Calendar Spreads continued to improve and the Brent futures curve is now completely backwardated for the first time in nearly a month following the expiry of the stubbornly sour February contract; WTI curve remains slightly weaker with mild contango across the first and second contract months.
Inventories fell across all major trading hubs led by a large draw in the US (-11.2 MMbbl) followed by Singapore (-1.3 MMbbl) and ARA Europe (-0.2 MMbbl). Major trading hub stock levels are ending the year, generally, at the very low end of the seasonal norm; but, we are in a much more comfortable position than where they started the year, when levels were well below the previous bottom of that seasonal range.
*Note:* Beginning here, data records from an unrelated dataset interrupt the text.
//! IRC line parsing and command encoding.
//!
//! Only the subset of RFC 2812 the relay needs is covered: optional
//! prefix, command word or numeric, middle parameters and a trailing
//! parameter. IRCv3 tags are skipped.

use std::fmt;

use crate::{RelayError, Result};

/// A parsed line received from the server.
#[derive(Debug, Clone, PartialEq, Eq)]
pub struct Message {
    /// Source of the message (`nick!user@host` or a server name).
    pub prefix: Option<String>,
    /// Command word, uppercased, or a three-digit numeric.
    pub command: String,
    /// Parameters, with the trailing parameter last.
    pub params: Vec<String>,
}

impl Message {
    /// Parse a single line, without the trailing CRLF.
    pub fn parse(line: &str) -> Result<Self> {
        let mut rest = line.trim_end_matches(['\r', '\n']);

        // Message tags are not used.
        if rest.starts_with('@') {
            rest = rest.split_once(' ').map(|(_, r)| r).unwrap_or("");
        }
        rest = rest.trim_start();

        let prefix = if let Some(stripped) = rest.strip_prefix(':') {
            let (prefix, r) = stripped.split_once(' ').unwrap_or((stripped, ""));
            rest = r.trim_start();
            Some(prefix.to_string())
        } else {
            None
        };

        let (command, mut rest) = rest.split_once(' ').unwrap_or((rest, ""));
        if command.is_empty() {
            return Err(RelayError::Protocol(format!("no command in line '{line}'")));
        }

        let mut params = Vec::new();
        loop {
            rest = rest.trim_start_matches(' ');
            if rest.is_empty() {
                break;
            }
            if let Some(trailing) = rest.strip_prefix(':') {
                params.push(trailing.to_string());
                break;
            }
            let (param, r) = rest.split_once(' ').unwrap_or((rest, ""));
            params.push(param.to_string());
            rest = r;
        }

        Ok(Self {
            prefix,
            command: command.to_ascii_uppercase(),
            params,
        })
    }

    /// Nick part of the prefix, if any.
    pub fn source_nick(&self) -> Option<&str> {
        self.prefix
            .as_deref()
            .map(|p| p.split('!').next().unwrap_or(p))
    }

    /// Get parameter `index`, or an empty string.
    pub fn param(&self, index: usize) -> &str {
        self.params.get(index).map(String::as_str).unwrap_or("")
    }
}

/// A command sent to the server.
#[derive(Debug, Clone, PartialEq, Eq)]
pub enum Command {
    Pass(String),
    Nick(String),
    User { username: String, realname: String },
    Join(String),
    Privmsg { target: String, text: String },
    Notice { target: String, text: String },
    Ping(String),
    Pong(String),
    Quit(Option<String>),
}

impl Command {
    /// Shorthand for a `PRIVMSG`.
    pub fn privmsg(target: impl Into<String>, text: impl Into<String>) -> Self {
        Command::Privmsg {
            target: target.into(),
            text: text.into(),
        }
    }
}

/// Drop CR and LF so one command can never turn into two lines.
fn clean(s: &str) -> String {
    s.chars().filter(|c| *c != '\r' && *c != '\n').collect()
}

impl fmt::Display for Command {
    fn fmt(&self, f: &mut fmt::Formatter<'_>) -> fmt::Result {
        match self {
            Command::Pass(password) => write!(f, "PASS {}", clean(password)),
            Command::Nick(nick) => write!(f, "NICK {}", clean(nick)),
            Command::User { username, realname } => {
                write!(f, "USER {} 0 * :{}", clean(username), clean(realname))
            }
            Command::Join(channel) => write!(f, "JOIN {}", clean(channel)),
            Command::Privmsg { target, text } => {
                write!(f, "PRIVMSG {} :{}", clean(target), clean(text))
            }
            Command::Notice { target, text } => {
                write!(f, "NOTICE {} :{}", clean(target), clean(text))
            }
            Command::Ping(token) => write!(f, "PING :{}", clean(token)),
            Command::Pong(token) => write!(f, "PONG :{}", clean(token)),
            Command::Quit(Some(reason)) => write!(f, "QUIT :{}", clean(reason)),
            Command::Quit(None) => write!(f, "QUIT"),
        }
    }
}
Refined Products are broadly strengthening while chronically tight diesel mostly chopped sideways over the past week, caught between winter storm battered US refinery capacity losses and the expectation of a boom in Russian diesel exports ahead of the Feb 5th expansion of Western sanctions to cover Moscow’s refined product trade.
Positioning data revealed that hedge funds and other money managers were net buyers of crude futures and options contracts to the tune of 51 million barrels last week through Tuesday, more than doubling the previous weekly position increase for the largest nominal increase since August and helping spur last week’s strong price performance.
Keystone pipeline re-entered complete service on Thursday following a 3-week outage, which is notably longer than its previous two (2017/19) leaks; the market impact of this outage was materially lessened by the location of the leak and the capacity for a partial system restart well ahead of the final repairs.
Venezuelan crude will soon land on US shores for the first time in nearly four years upon the return of a tanker sent to the Latin American country by Chevron under a license granted in November.